Mais objectivement, tout au moins en ce qui concerne la vente immobilière, certains se sont déjà cassé les dents (et le portefeuille) sur des plateformes comme Decentraland ou The Sandbox.

Qu’en est-il de notre réunion de copropriété via des avatars – derrière lesquelles agissent et interagissent quoiqu’il en soit des personnes en chair et en os ? Nous n’en sommes pas encore là, les metavers, bien que sources de lourds investissements par les géants du web, ne sont pas encore assez développés, et la promesse annoncée n’est pour l’instant que virtuelle elle aussi…
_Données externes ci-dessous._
//! Query string decomposition
//!
//! Turns a raw `name=value&name=value` string into an ordered
//! [`ParameterMap`]. Bracketed names (`group[item]=v`) become nested maps
//! instead of being flattened, so later stages can reason about the
//! top-level name only.
//!
//! Decomposition is total: malformed escapes, stray delimiters and broken
//! bracket chains are kept best-effort rather than rejected.

use indexmap::IndexMap;
use percent_encoding::percent_decode_str;
use std::borrow::Cow;
use std::fmt;

/// Deepest bracket chain honoured by [`decompose`]; further segments are ignored.
pub const MAX_NESTING_DEPTH: usize = 64;

/// Ordered mapping of parameter name to value, in first-seen order.
pub type ParameterMap = IndexMap<String, ParameterValue>;

/// Value of a single decomposed parameter
#[derive(Debug, Clone, PartialEq, Eq)]
pub enum ParameterValue {
    /// Name given without `=` (`?flag`). Reads as the empty string.
    Bare,
    /// Scalar value, possibly empty (`name=`)
    Text(String),
    /// Children of a bracketed name (`group[item]=v`)
    Nested(ParameterMap),
}

impl ParameterValue {
    /// Scalar view of the value; `None` for nested values.
    #[must_use]
    pub fn as_text(&self) -> Option<&str> {
        match self {
            Self::Bare => Some(""),
            Self::Text(value) => Some(value),
            Self::Nested(_) => None,
        }
    }

    /// Nested children, if any.
    #[must_use]
    pub fn as_nested(&self) -> Option<&ParameterMap> {
        match self {
            Self::Nested(children) => Some(children),
            Self::Bare | Self::Text(_) => None,
        }
    }

    /// A leaf whose value is the empty string. Nested values are never empty.
    #[must_use]
    pub fn is_empty(&self) -> bool {
        self.as_text().is_some_and(str::is_empty)
    }

    /// Whether the value carries bracketed children
    #[must_use]
    pub fn is_nested(&self) -> bool {
        matches!(self, Self::Nested(_))
    }
}

impl From<&str> for ParameterValue {
    fn from(value: &str) -> Self {
        Self::Text(value.to_string())
    }
}

impl From<String> for ParameterValue {
    fn from(value: String) -> Self {
        Self::Text(value)
    }
}

impl From<ParameterMap> for ParameterValue {
    fn from(children: ParameterMap) -> Self {
        Self::Nested(children)
    }
}

impl fmt::Display for ParameterValue {
    fn fmt(&self, f: &mut fmt::Formatter<'_>) -> fmt::Result {
        match self {
            Self::Bare => Ok(()),
            Self::Text(value) => f.write_str(value),
            Self::Nested(children) => {
                f.write_str("{")?;
                for (i, (key, value)) in children.iter().enumerate() {
                    if i > 0 {
                        f.write_str(", ")?;
                    }
                    write!(f, "{key}: {value}")?;
                }
                f.write_str("}")
            }
        }
    }
}

/// Decompose a raw query string into a [`ParameterMap`].
///
/// - a leading `?` is ignored and empty tokens are skipped
/// - only the first `=` separates name from value; a bare name yields
///   [`ParameterValue::Bare`]
/// - names and values are percent-decoded (`+` stays literal); invalid
///   escapes are kept verbatim and invalid UTF-8 is replaced lossily
/// - `a[b][c]=v` nests as `a -> b -> c -> v`, `a[]` appends one past the
///   largest integer key of that level; once `u64::MAX` is taken further
///   appends are dropped
/// - a repeated name overwrites the earlier value but keeps its position
#[must_use]
pub fn decompose(raw: &str) -> ParameterMap {
    let raw = raw.strip_prefix('?').unwrap_or(raw);
    let mut root = Branch::new();

    for token in raw.split('&').filter(|token| !token.is_empty()) {
        let (name, value) = match token.split_once('=') {
            Some((name, value)) => (decode(name), ParameterValue::Text(decode(value).into_owned())),
            None => (decode(token), ParameterValue::Bare),
        };

        if name.is_empty() {
            tracing::trace!(token, "Skipping parameter without a name");
            continue;
        }

        let (base, segments) = split_name(&name);
        root.insert(base.to_string(), &segments, value);
    }

    let map = root.into_map();
    tracing::trace!(parameters = map.len(), "Decomposed query string");
    map
}

/// Flatten a map back into `(name, value)` pairs using bracket notation.
///
/// Used for display; the pairs are in map order, not sorted.
#[must_use]
pub fn flatten(map: &ParameterMap) -> Vec<(String, String)> {
    let mut pairs = Vec::new();
    for (key, value) in map {
        flatten_into(key.clone(), value, &mut pairs);
    }
    pairs
}

fn flatten_into(name: String, value: &ParameterValue, pairs: &mut Vec<(String, String)>) {
    match value {
        ParameterValue::Nested(children) => {
            for (key, child) in children {
                flatten_into(format!("{name}[{key}]"), child, pairs);
            }
        }
        ParameterValue::Bare | ParameterValue::Text(_) => {
            pairs.push((name, value.as_text().unwrap_or_default().to_string()));
        }
    }
}

fn decode(input: &str) -> Cow<'_, str> {
    percent_decode_str(input).decode_utf8_lossy()
}

/// Split `base[seg1][seg2]` into its base name and bracket segments.
///
/// Names starting with `[` or whose first bracket never closes are returned
/// whole with no segments. Anything after the last well-formed `]` is dropped.
fn split_name(name: &str) -> (&str, Vec<&str>) {
    let Some(open) = name.find('[') else {
        return (name, Vec::new());
    };
    if open == 0 {
        return (name, Vec::new());
    }

    let (base, mut rest) = name.split_at(open);
    let mut segments = Vec::new();
    while let Some(inner) = rest.strip_prefix('[') {
        let Some(close) = inner.find(']') else {
            break;
        };
        if segments.len() == MAX_NESTING_DEPTH {
            break;
        }
        segments.push(&inner[..close]);
        rest = &inner[close + 1..];
    }

    if segments.is_empty() {
        return (name, Vec::new());
    }
    (base, segments)
}

/// Map under construction, remembering the next `[]` index of its level.
struct Branch {
    children: IndexMap<String, Node>,
    /// `None` once index `u64::MAX` is taken
    next_index: Option<u64>,
}

enum Node {
    Leaf(ParameterValue),
    Branch(Branch),
}

impl Branch {
    fn new() -> Self {
        Self {
            children: IndexMap::new(),
            next_index: Some(0),
        }
    }

    fn insert(&mut self, key: String, segments: &[&str], value: ParameterValue) {
        self.track_index(&key);

        let Some((segment, rest)) = segments.split_first() else {
            self.children.insert(key, Node::Leaf(value));
            return;
        };

        let slot = self
            .children
            .entry(key)
            .or_insert_with(|| Node::Branch(Self::new()));
        if matches!(slot, Node::Leaf(_)) {
            // A scalar followed by `name[child]` is replaced by the nested form
            *slot = Node::Branch(Self::new());
        }
        if let Node::Branch(branch) = slot {
            let child_key = if segment.is_empty() {
                let Some(index) = branch.next_index else {
                    tracing::trace!("Dropping append past the largest index");
                    return;
                };
                index.to_string()
            } else {
                (*segment).to_string()
            };
            branch.insert(child_key, rest, value);
        }
    }

    /// Keep `next_index` one past the largest integer key seen so far.
    fn track_index(&mut self, key: &str) {
        if let Some(index) = array_index(key) {
            self.next_index = self
                .next_index
                .and_then(|next| index.checked_add(1).map(|after| next.max(after)));
        }
    }

    fn into_map(self) -> ParameterMap {
        self.children
            .into_iter()
            .map(|(key, node)| {
                let value = match node {
                    Node::Leaf(value) => value,
                    Node::Branch(branch) => ParameterValue::Nested(branch.into_map()),
                };
                (key, value)
            })
            .collect()
    }
}

/// Integer keys in canonical decimal form (`"7"`, not `"07"` or `"+7"`).
fn array_index(key: &str) -> Option<u64> {
    let canonical = !key.is_empty()
        && key.bytes().all(|b| b.is_ascii_digit())
        && (key == "0" || !key.starts_with('0'));
    if canonical { key.parse().ok() } else { None }
}
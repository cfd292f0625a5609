//! Error types for the cache hash core
//!
//! Hash calculation itself never fails. These errors come from loading a
//! [`Policy`](crate::Policy) out of external configuration.

// Rust 1.92 compiler bug: false positives for thiserror/miette derive macro fields
// https://github.com/rust-lang/rust/issues/147648
#![allow(unused_assignments)]

use miette::Diagnostic;
use std::path::Path;
use thiserror::Error;

/// Error type for policy configuration
#[derive(Error, Debug, Diagnostic)]
pub enum Error {
    /// I/O error while reading a policy file
    #[error("I/O {operation} failed{}", path.as_ref().map_or(String::new(), |p| format!(": {}", p.display())))]
    #[diagnostic(
        code(chash::core::io),
        help("Check file permissions and ensure the path exists")
    )]
    Io {
        /// The underlying I/O error
        #[source]
        source: std::io::Error,
        /// Path that caused the error, if available
        path: Option<Box<Path>>,
        /// Operation that failed (e.g., "read")
        operation: String,
    },

    /// Policy file could not be parsed
    #[error("Failed to parse policy{}: {message}", path.as_ref().map_or(String::new(), |p| format!(" {}", p.display())))]
    #[diagnostic(
        code(chash::core::parse),
        help("Policy files are TOML with camelCase keys, e.g. excludedParameters = [\"utm_source\"]")
    )]
    Parse {
        /// Parser message
        message: String,
        /// File being parsed, if any
        path: Option<Box<Path>>,
    },

    /// Semantically invalid configuration
    #[error("Policy configuration error: {message}")]
    #[diagnostic(code(chash::core::config))]
    Configuration {
        /// Error message describing the configuration issue
        message: String,
    },
}

impl Error {
    /// Create a configuration error
    #[must_use]
    pub fn configuration(msg: impl Into<String>) -> Self {
        Self::Configuration {
            message: msg.into(),
        }
    }

    /// Create an I/O error with path context
    #[must_use]
    pub fn io(
        source: std::io::Error,
        path: impl AsRef<Path>,
        operation: impl Into<String>,
    ) -> Self {
        Self::Io {
            source,
            path: Some(path.as_ref().into()),
            operation: operation.into(),
        }
    }

    /// Create a parse error, optionally tied to a file
    #[must_use]
    pub fn parse(message: impl Into<String>, path: Option<&Path>) -> Self {
        Self::Parse {
            message: message.into(),
            path: path.map(Into::into),
        }
    }
}

/// Result type for policy configuration
pub type Result<T> = std::result::Result<T, Error>;
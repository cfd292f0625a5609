//! Cache hash calculation for parameterised requests
//!
//! Decides which request parameters are relevant to cached output and
//! derives a secret-keyed hash over exactly that subset. The same hash
//! guards against cache poisoning: a request whose parameters do not match
//! its supplied hash must not be served from or stored into the cache.
//!
//! # Pipeline
//!
//! 1. [`decompose`] the raw query string into a nested [`ParameterMap`]
//! 2. [`filter`] it through a [`Policy`], injecting the [`SecretKey`]
//! 3. [`canonicalize`] the survivors into order-independent bytes
//! 4. [`fingerprint`] those bytes with SHA-256
//!
//! [`requires_fingerprint`] runs off step 1 alone and tells whether the
//! request must carry a hash at all. [`CacheHashCalculator`] bundles the
//! steps for a given policy and secret.
//!
//! All operations are pure and total; only loading a policy from
//! configuration can fail.

mod calculator;
pub mod canonical;
mod config;
mod error;
pub mod filter;
pub mod fingerprint;
pub mod params;
pub mod pattern;
pub mod policy;
pub mod presence;
mod secret;
pub mod verify;

pub use error::{Error, Result};

pub use calculator::CacheHashCalculator;
pub use canonical::canonicalize;
pub use filter::{Exclusion, filter};
pub use fingerprint::{fingerprint, generate_for_parameters, relevant_parameters};
pub use params::{ParameterMap, ParameterValue, decompose};
pub use pattern::{ParameterPattern, PatternSet};
pub use policy::{Policy, PolicyBuilder};
pub use presence::requires_fingerprint;
pub use secret::{ENCRYPTION_KEY_PARAMETER, SecretKey};
pub use verify::{CACHE_HASH_PARAMETER, Verification};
Les syndics en version digitale, des garanties à prendre

En revanche, le numérique permet aujourd’hui de voir naître des syndics de copropriété digitaux. Il s’agit de plateformes proposant des services de syndics, mais de manière 100% dématérialisée. Les arguments pour « se vendre » portent alors sur l’aspect économique, avec des tarifs attractifs (par exemple à partir de 12€ mensuels par lot), et sur la simplification des démarches – laquelle reste toute relative étant donné que 31% des Français sont encore dans l’impossibilité de faire leurs démarches administratives en ligne.

Les syndics digitaux donc assurent les missions dévolues à leur profession, la gestion financière et administrative de la copropriété, mais via internet. À ce titre, ils remplissent (espérons-le) les obligations réglementaires de la profession, à savoir :

  • Posséder une carte professionnelle portant la mention syndic de copropriété délivrée par une CCI
  • Avoir une assurance responsabilité civile professionnelle
  • Justifier d’une garantie financière suffisante pour assurer à la copropriété le remboursement de ses fonds en cas de faillite

Des questions peuvent alors émerger :

Les « coachs copro » qui répondent aux questions des copropriétaires à distance, ce qui est vendu comme un service facilitateur de la relation entre les résidents et le gestionnaire, sont-ils bien tous titulaire de la carte professionnelle ?

Quel est le réel gain économique lorsque les « formules de base » de ces syndics à la carte ne comprennent pas l’ensemble des tâches de gestion, et que des options doivent alors être prises ?

Avant de céder au chant des sirènes numériques, mieux vaut vérifier que cette formule basique inclut bien tous les points du contrat-type, étant donné que son contenu est également réglementé. Ils sont détaillés par la Direction de la concurrence, de la consommation et de la répression des fraudes (DGCCRF) :

  • Les garanties professionnelles du syndic
  • La durée du contrat
  • Les pénalités liées à la fiche synthétique de la copropriété
  • Le nombre de visites périodiques de la copropriété
  • La tenue de l’AG annuelle
  • L’organisation de réunions avec le conseil syndical
  • La rémunération forfaitaire annuelle du syndic
  • Les honoraires prévus pour les travaux d’études techniques
  • Les frais liés à l’immatriculation initiale du syndicat
  • Les frais et honoraires imputables au seul copropriétaire concerné

Il est tout aussi recommandé de demander la fiche d’information sur les prix et les prestations, standardisée et obligatoire depuis le 1er janvier 2022, pour tous les syndics professionnels.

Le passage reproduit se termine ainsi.